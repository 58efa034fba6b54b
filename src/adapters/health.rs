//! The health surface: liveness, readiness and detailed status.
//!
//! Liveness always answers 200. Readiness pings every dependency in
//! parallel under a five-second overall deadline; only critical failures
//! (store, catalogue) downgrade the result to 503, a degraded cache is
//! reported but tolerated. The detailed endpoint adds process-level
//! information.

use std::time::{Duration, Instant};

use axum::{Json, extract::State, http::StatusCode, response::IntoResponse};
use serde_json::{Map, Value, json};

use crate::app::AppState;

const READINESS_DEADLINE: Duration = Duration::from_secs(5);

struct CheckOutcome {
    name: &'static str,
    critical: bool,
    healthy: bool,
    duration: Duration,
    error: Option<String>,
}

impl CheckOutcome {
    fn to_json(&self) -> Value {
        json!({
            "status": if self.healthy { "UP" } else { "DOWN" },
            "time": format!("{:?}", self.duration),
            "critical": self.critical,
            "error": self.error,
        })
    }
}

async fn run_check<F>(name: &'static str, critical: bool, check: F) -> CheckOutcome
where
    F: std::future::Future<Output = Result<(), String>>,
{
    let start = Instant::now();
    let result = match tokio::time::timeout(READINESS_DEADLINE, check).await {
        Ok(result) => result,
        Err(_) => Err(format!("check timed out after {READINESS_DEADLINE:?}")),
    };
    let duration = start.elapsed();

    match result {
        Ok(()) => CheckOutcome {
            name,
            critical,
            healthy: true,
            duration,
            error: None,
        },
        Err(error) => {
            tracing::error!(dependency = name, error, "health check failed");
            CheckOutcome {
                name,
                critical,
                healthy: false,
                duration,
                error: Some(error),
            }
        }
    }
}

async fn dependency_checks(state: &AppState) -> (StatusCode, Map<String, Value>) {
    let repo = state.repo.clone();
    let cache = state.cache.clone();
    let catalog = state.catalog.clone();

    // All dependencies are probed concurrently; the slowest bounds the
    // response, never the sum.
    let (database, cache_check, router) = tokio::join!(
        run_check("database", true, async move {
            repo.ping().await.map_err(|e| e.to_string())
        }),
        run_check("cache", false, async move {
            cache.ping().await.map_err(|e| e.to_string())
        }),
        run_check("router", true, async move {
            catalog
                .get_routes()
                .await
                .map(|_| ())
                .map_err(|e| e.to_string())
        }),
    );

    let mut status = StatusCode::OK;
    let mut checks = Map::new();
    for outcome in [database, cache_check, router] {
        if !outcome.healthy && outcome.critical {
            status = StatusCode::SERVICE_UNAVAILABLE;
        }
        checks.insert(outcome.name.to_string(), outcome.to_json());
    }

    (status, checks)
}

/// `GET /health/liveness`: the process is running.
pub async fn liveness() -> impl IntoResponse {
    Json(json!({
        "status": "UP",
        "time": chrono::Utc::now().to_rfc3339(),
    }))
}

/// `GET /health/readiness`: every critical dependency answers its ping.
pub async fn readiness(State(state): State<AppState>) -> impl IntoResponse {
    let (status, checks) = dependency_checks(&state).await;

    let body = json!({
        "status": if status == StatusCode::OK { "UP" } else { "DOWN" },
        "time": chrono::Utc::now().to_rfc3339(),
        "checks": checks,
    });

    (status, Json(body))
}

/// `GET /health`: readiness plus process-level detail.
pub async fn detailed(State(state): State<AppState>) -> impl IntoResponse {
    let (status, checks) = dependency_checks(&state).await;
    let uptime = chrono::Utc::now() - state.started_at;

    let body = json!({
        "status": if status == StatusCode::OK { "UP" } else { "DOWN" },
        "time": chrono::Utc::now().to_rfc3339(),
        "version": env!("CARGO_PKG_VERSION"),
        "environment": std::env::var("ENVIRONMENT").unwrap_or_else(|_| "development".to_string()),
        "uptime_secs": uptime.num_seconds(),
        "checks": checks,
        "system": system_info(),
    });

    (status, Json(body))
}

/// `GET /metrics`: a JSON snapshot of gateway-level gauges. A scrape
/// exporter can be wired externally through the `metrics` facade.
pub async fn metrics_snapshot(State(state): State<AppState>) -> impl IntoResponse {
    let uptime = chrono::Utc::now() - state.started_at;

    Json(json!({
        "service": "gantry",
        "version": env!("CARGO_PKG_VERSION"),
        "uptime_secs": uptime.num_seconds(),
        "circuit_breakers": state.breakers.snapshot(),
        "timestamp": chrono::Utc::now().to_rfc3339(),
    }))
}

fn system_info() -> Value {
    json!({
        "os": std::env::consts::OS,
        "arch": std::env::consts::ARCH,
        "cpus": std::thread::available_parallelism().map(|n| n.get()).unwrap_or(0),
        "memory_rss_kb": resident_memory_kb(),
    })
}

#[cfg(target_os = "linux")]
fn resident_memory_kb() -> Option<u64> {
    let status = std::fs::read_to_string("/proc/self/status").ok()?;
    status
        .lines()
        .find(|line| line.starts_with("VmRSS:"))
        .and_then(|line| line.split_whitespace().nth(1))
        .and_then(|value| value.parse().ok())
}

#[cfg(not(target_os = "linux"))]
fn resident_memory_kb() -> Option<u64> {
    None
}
----
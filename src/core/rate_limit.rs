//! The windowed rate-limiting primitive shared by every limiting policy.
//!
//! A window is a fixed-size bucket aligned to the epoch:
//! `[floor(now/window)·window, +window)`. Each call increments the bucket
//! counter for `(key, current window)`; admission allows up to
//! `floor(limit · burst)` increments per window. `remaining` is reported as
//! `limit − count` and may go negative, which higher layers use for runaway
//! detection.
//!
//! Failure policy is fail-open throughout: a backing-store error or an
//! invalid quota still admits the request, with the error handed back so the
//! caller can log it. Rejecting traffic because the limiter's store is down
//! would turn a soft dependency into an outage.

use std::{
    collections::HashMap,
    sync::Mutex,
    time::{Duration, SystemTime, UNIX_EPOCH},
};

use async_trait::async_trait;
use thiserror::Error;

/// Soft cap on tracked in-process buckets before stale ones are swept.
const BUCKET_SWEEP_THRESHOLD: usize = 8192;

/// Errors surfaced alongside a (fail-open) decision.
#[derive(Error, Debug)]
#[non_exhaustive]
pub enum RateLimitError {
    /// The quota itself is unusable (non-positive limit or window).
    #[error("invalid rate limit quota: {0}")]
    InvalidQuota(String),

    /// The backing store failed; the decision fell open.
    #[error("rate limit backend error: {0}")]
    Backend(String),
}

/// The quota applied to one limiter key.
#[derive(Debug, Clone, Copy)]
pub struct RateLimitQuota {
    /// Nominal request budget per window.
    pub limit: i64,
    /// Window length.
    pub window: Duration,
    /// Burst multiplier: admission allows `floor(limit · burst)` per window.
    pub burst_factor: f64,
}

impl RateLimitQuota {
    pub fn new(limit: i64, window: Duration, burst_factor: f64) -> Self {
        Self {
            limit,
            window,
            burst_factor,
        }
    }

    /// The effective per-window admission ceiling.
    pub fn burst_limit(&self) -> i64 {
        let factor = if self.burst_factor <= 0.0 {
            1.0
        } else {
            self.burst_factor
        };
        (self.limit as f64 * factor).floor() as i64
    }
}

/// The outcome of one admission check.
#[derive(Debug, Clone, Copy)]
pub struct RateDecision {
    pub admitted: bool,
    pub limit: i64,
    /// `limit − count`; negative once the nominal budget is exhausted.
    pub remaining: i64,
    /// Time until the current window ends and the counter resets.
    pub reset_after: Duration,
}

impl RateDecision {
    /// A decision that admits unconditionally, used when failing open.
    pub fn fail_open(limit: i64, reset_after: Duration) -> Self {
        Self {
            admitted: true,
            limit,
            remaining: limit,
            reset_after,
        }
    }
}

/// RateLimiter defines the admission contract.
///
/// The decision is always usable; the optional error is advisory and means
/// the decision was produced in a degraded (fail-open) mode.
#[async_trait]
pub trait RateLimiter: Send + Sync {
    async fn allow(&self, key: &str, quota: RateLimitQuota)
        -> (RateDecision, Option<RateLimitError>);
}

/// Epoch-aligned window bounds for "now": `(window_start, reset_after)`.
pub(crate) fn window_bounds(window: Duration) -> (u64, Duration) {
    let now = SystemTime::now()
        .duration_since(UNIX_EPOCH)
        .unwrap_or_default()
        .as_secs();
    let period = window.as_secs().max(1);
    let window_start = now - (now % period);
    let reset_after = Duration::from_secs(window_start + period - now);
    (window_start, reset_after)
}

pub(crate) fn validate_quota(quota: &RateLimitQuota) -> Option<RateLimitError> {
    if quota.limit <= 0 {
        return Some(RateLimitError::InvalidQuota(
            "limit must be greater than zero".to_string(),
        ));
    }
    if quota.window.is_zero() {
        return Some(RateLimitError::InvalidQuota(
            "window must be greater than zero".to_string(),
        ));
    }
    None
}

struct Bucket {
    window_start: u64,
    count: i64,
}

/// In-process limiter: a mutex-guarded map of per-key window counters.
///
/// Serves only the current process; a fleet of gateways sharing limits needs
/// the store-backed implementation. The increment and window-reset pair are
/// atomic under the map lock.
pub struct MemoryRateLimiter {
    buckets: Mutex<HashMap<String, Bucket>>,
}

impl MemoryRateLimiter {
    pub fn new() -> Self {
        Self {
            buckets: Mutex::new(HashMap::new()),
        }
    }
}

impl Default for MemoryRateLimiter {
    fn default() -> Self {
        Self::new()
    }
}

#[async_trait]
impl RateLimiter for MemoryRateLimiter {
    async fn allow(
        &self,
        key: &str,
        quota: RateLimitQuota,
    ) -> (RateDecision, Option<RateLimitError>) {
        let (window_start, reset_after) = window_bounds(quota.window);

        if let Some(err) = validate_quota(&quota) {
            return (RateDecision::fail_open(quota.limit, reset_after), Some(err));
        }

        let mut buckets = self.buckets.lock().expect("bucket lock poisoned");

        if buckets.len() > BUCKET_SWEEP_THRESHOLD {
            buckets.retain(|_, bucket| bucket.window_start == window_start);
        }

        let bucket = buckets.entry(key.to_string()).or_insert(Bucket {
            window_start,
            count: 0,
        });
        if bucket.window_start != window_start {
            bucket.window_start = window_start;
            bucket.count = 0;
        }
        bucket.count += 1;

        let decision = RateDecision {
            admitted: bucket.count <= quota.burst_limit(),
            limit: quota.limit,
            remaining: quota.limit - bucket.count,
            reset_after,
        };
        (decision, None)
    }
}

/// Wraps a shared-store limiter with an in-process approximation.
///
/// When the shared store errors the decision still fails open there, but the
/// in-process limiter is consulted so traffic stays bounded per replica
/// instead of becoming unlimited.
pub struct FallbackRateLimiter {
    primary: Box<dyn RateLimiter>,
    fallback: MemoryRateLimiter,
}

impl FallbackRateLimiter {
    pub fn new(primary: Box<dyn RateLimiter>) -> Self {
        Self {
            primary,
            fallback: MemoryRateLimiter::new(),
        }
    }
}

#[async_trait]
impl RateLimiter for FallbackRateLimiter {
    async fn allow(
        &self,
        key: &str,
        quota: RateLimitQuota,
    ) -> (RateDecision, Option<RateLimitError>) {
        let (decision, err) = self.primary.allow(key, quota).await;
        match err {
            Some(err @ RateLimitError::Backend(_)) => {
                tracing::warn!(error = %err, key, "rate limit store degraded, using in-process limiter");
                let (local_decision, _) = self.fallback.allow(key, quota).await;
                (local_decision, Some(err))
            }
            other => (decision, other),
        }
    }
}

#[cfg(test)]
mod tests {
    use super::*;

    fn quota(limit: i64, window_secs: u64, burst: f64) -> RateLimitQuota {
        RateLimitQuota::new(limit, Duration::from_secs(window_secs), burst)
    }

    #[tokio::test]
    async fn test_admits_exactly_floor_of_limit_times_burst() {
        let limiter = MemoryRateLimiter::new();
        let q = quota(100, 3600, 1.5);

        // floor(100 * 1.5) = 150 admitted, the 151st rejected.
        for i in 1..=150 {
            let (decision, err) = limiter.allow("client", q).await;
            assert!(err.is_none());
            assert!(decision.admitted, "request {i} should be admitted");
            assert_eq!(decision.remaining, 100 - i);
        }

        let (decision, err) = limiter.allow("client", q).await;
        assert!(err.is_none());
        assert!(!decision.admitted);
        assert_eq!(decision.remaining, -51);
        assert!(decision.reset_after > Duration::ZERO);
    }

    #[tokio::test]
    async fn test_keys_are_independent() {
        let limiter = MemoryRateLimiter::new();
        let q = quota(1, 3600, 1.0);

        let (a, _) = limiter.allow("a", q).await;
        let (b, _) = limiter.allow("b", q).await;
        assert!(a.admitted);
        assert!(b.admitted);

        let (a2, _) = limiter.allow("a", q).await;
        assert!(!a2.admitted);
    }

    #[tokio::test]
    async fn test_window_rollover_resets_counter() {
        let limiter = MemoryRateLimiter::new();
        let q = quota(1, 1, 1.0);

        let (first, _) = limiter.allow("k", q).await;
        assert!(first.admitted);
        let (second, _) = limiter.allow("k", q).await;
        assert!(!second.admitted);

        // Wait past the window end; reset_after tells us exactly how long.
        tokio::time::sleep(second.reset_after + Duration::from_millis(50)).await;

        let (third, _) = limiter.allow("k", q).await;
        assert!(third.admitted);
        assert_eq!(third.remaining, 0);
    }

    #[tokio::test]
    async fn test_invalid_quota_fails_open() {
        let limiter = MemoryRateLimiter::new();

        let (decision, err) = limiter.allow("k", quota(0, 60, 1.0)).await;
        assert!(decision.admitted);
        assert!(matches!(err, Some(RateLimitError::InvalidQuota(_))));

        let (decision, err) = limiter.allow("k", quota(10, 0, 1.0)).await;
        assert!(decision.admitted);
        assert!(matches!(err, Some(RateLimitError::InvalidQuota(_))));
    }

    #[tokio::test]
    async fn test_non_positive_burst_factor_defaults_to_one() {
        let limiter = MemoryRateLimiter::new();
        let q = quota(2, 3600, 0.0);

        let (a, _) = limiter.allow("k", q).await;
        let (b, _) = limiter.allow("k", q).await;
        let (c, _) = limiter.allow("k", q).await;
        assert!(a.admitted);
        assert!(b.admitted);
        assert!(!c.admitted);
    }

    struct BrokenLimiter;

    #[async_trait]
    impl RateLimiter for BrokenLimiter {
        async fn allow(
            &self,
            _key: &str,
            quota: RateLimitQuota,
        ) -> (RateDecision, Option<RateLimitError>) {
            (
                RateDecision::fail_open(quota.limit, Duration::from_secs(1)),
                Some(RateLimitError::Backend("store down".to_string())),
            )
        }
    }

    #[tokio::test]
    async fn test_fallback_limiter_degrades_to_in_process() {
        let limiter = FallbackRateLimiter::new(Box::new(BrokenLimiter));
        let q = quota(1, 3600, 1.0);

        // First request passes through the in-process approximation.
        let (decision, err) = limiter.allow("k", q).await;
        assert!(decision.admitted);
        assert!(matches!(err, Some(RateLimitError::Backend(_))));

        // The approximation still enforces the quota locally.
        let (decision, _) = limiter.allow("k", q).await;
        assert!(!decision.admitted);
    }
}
----
Tell how many lines of the material above hold "store", answering with a bare number.

9